Meeting Abstract
P1.145 Jan. 4 The Evolution of Duplicated Ciliary Phototransduction Pathways OAKLEY, T.H.; WILSON, A.V.*; University of California, Santa Barbara; University of California, Santa Barbara awilson@lifesci.ucsb.edu
The eye is an excellent model for evolution because it is a well characterized complex trait on which there have been extensive studies detailing the biochemistry, physiology and gene interactions involved in its function. One particularly well studied pathway is the phototransduction pathway, a signaling transduction pathway which has a duplicated set of genes in rods and cones. We use the eye here as a system to address the question: How does evolution act at the level of a protein interaction network? Evolutionists view gene duplication evolution as a gene by gene process but, it is possible that this evolutionary process could occur at the level of a gene network or a cell type. We look specifically at proteins involved in the phototransduction pathway of rods and cones.
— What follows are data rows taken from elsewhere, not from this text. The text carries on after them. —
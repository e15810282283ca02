//! Element outlines and centroids in lat/long.
//!
//! Land elements are whole grid squares. River elements lie along a square
//! edge and are drawn as a thin strip straddling it.

use hydroscope_io::{CellBounds, RasterHeader};
use serde::Serialize;
use tracing::debug;

use crate::elevation::ElevationTable;
use crate::error::ElementError;
use crate::index::{Classification, Edge, ElementIndex};
use crate::projection::CoordinateProjection;

/// Width of a river strip as a fraction of the cell size.
pub const RIVER_WIDTH_FRACTION: f64 = 0.1;

const CENTROID_DECIMALS: i32 = 3;

/// One analysed element, placed on the map.
#[derive(Debug, Clone, PartialEq, Serialize)]
pub struct Element {
    pub number: u32,
    pub classification: Classification,
    /// Closed ring of `(lat, lon)` pairs; the last vertex repeats the first.
    pub outline: Vec<(f64, f64)>,
    /// `(lat, lon)` rounded to 3 decimals.
    pub centroid: (f64, f64),
    pub elevation: f64,
}

impl Element {
    pub fn is_river(&self) -> bool {
        self.classification == Classification::River
    }
}

/// The placed land and river elements of one model.
#[derive(Debug, Clone, Default, Serialize)]
pub struct ElementCatalogue {
    land: Vec<Element>,
    river: Vec<Element>,
}

impl ElementCatalogue {
    /// Places every land and river element, reporting percentage progress
    /// (0 to 100) after each one.
    ///
    /// Elements with no square or edge on the grid are left out.
    ///
    /// # Errors
    ///
    /// Returns [`ElementError::InvalidNumbering`] if the raster does not
    /// match the numbering grid, or [`ElementError::NotFound`] if an element
    /// has no elevation.
    pub fn build(
        index: &ElementIndex,
        elevations: &ElevationTable,
        raster: &RasterHeader,
        projection: &dyn CoordinateProjection,
        mut progress: impl FnMut(f64),
    ) -> Result<Self, ElementError> {
        let (rows, cols) = index.grid_shape();
        raster
            .check_dimensions(rows, cols)
            .map_err(|e| ElementError::InvalidNumbering {
                reason: e.to_string(),
            })?;

        let total = index.land_elements().len() + index.river_elements().len();
        let mut done = 0usize;
        let mut catalogue = ElementCatalogue::default();

        let numbers = index
            .land_elements()
            .iter()
            .chain(index.river_elements())
            .copied();
        for number in numbers {
            let classification = index.classify(number)?;
            let ring = match classification {
                Classification::Land => {
                    let (row, col) = index.grid_position(number)?;
                    Some(square_ring(raster.cell_bounds(row, col)))
                }
                _ => index.edge_positions(number).first().map(|&(row, col, edge)| {
                    strip_ring(raster.cell_bounds(row, col), edge, raster.cellsize)
                }),
            };

            if let Some(ring) = ring {
                let outline: Vec<(f64, f64)> = ring
                    .iter()
                    .map(|&(x, y)| projection.to_geographic(x, y))
                    .collect();
                let element = Element {
                    number,
                    classification,
                    centroid: centroid(&outline),
                    outline,
                    elevation: elevations.get(number)?,
                };
                match classification {
                    Classification::Land => catalogue.land.push(element),
                    _ => catalogue.river.push(element),
                }
            } else {
                debug!(number, "element has no grid location, not placed");
            }

            done += 1;
            progress(done as f64 * 100.0 / total as f64);
        }

        debug!(
            n_land = catalogue.land.len(),
            n_river = catalogue.river.len(),
            "placed elements"
        );
        Ok(catalogue)
    }

    pub fn land(&self) -> &[Element] {
        &self.land
    }

    pub fn river(&self) -> &[Element] {
        &self.river
    }

    /// Land or river elements.
    pub fn of_kind(&self, river: bool) -> &[Element] {
        if river { &self.river } else { &self.land }
    }

    /// Both lists are ascending by number.
    pub fn get(&self, number: u32) -> Option<&Element> {
        [&self.land, &self.river].into_iter().find_map(|list| {
            list.binary_search_by_key(&number, |e| e.number)
                .ok()
                .map(|i| &list[i])
        })
    }
}

/// NW, NE, SE, SW, NW corners of a cell in projected coordinates.
fn square_ring(b: CellBounds) -> Vec<(f64, f64)> {
    vec![
        (b.west, b.north),
        (b.east, b.north),
        (b.east, b.south),
        (b.west, b.south),
        (b.west, b.north),
    ]
}

/// A strip of width `cellsize * RIVER_WIDTH_FRACTION` centred on one edge.
fn strip_ring(b: CellBounds, edge: Edge, cellsize: f64) -> Vec<(f64, f64)> {
    let half = cellsize * RIVER_WIDTH_FRACTION / 2.0;
    let strip = match edge {
        Edge::North => CellBounds {
            south: b.north - half,
            north: b.north + half,
            ..b
        },
        Edge::South => CellBounds {
            south: b.south - half,
            north: b.south + half,
            ..b
        },
        Edge::West => CellBounds {
            west: b.west - half,
            east: b.west + half,
            ..b
        },
        Edge::East => CellBounds {
            west: b.east - half,
            east: b.east + half,
            ..b
        },
    };
    square_ring(strip)
}

/// Mean of the ring vertices, closing vertex excluded, rounded.
fn centroid(ring: &[(f64, f64)]) -> (f64, f64) {
    let open = &ring[..ring.len().saturating_sub(1)];
    if open.is_empty() {
        return (f64::NAN, f64::NAN);
    }
    let n = open.len() as f64;
    let lat = open.iter().map(|p| p.0).sum::<f64>() / n;
    let lon = open.iter().map(|p| p.1).sum::<f64>() / n;
    let scale = 10f64.powi(CENTROID_DECIMALS);
    ((lat * scale).round() / scale, (lon * scale).round() / scale)
}

#[cfg(test)]
mod tests {
    use std::path::Path;

    use approx::assert_relative_eq;

    use super::*;
    use crate::index::tests::sample_index;
    use crate::projection::Geographic;

    /// 3x3 raster of 0.1 degree cells with its south-west corner at (50N, 0E).
    fn raster() -> RasterHeader {
        RasterHeader::parse(
            "ncols 3\nnrows 3\nxllcorner 0.0\nyllcorner 50.0\ncellsize 0.1\n",
            Path::new("dem.asc"),
        )
        .unwrap()
    }

    fn elevations() -> ElevationTable {
        ElevationTable::new(vec![10.0, 20.0, 30.0, 40.0, 5.0, 6.0, 7.0, 8.0])
    }

    #[test]
    fn builds_land_and_river_without_banks() {
        let mut reports = Vec::new();
        let cat = ElementCatalogue::build(
            &sample_index(),
            &elevations(),
            &raster(),
            &Geographic,
            |p| reports.push(p),
        )
        .unwrap();

        let land: Vec<u32> = cat.land().iter().map(|e| e.number).collect();
        let river: Vec<u32> = cat.river().iter().map(|e| e.number).collect();
        assert_eq!(land, vec![1, 2, 3, 4]);
        assert_eq!(river, vec![5, 6]);
        assert!(cat.get(7).is_none());
        assert_eq!(reports.len(), 6);
        assert_relative_eq!(*reports.last().unwrap(), 100.0);
    }

    #[test]
    fn land_square_outline_and_centroid() {
        let cat = ElementCatalogue::build(
            &sample_index(),
            &elevations(),
            &raster(),
            &Geographic,
            |_| {},
        )
        .unwrap();
        let e = cat.get(1).unwrap();
        assert_eq!(e.outline.len(), 5);
        assert_eq!(e.outline.first(), e.outline.last());
        // top-left square spans 50.2..50.3 N, 0.0..0.1 E
        assert_relative_eq!(e.centroid.0, 50.25);
        assert_relative_eq!(e.centroid.1, 0.05);
        assert_eq!(e.elevation, 10.0);
        assert!(!e.is_river());
    }

    #[test]
    fn river_strip_straddles_edge() {
        let cat = ElementCatalogue::build(
            &sample_index(),
            &elevations(),
            &raster(),
            &Geographic,
            |_| {},
        )
        .unwrap();
        let e = cat.get(5).unwrap();
        assert!(e.is_river());
        // east edge of square (0, 0) is at 0.1 E
        let lons: Vec<f64> = e.outline.iter().map(|p| p.1).collect();
        let min = lons.iter().copied().fold(f64::INFINITY, f64::min);
        let max = lons.iter().copied().fold(f64::NEG_INFINITY, f64::max);
        assert_relative_eq!(min, 0.095, epsilon = 1e-12);
        assert_relative_eq!(max, 0.105, epsilon = 1e-12);
        assert_relative_eq!(e.centroid.1, 0.1);
        assert_eq!(e.elevation, 5.0);
    }

    #[test]
    fn lookup_by_number_in_both_lists() {
        let cat = ElementCatalogue::build(
            &sample_index(),
            &elevations(),
            &raster(),
            &Geographic,
            |_| {},
        )
        .unwrap();
        for number in [1, 2, 3, 4, 5, 6] {
            assert_eq!(cat.get(number).map(|e| e.number), Some(number));
        }
        assert!(cat.get(0).is_none());
        assert!(cat.get(7).is_none());
        assert!(cat.get(99).is_none());
    }

    #[test]
    fn raster_must_match_grid() {
        let small = RasterHeader::parse(
            "ncols 2\nnrows 3\nxllcorner 0\nyllcorner 0\ncellsize 1\n",
            Path::new("dem.asc"),
        )
        .unwrap();
        let err = ElementCatalogue::build(&sample_index(), &elevations(), &small, &Geographic, |_| {})
            .unwrap_err();
        assert!(matches!(err, ElementError::InvalidNumbering { .. }));
    }

    #[test]
    fn centroid_ignores_closing_vertex() {
        let ring = vec![(0.0, 0.0), (0.0, 2.0), (2.0, 2.0), (2.0, 0.0), (0.0, 0.0)];
        assert_eq!(centroid(&ring), (1.0, 1.0));
    }
}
The genes in these pathways have been duplicated, retained and differentially expressed (one paralagous set in rods, one paralagous set in cones) in vertebrate genomes. We have calculated several phylogenies and tested for selection on proteins in the vertebrate phototransduction pathway. Our phylogenetic analyses suggest that rod and cone genes duplicated at or prior to the divergence of jawless fishes and other vertebrates. As we compare these tests across the gene families in the pathway we find evidence to determine whether selection acts as a gene by gene process or on the pathway as a whole. These parallel pathways allow us to investigate the differences in the two pathways and test for selection as a cause for those differences. If selection is found to be the cause of these pathway changing differences, then we can support the hypothesis that selection acts at the level of a cellular pathway. Evolution occuring on a cellular pathway would be interesting for the many genetisists who are now studying protein networks within cells instead of specific protein-protein interactions.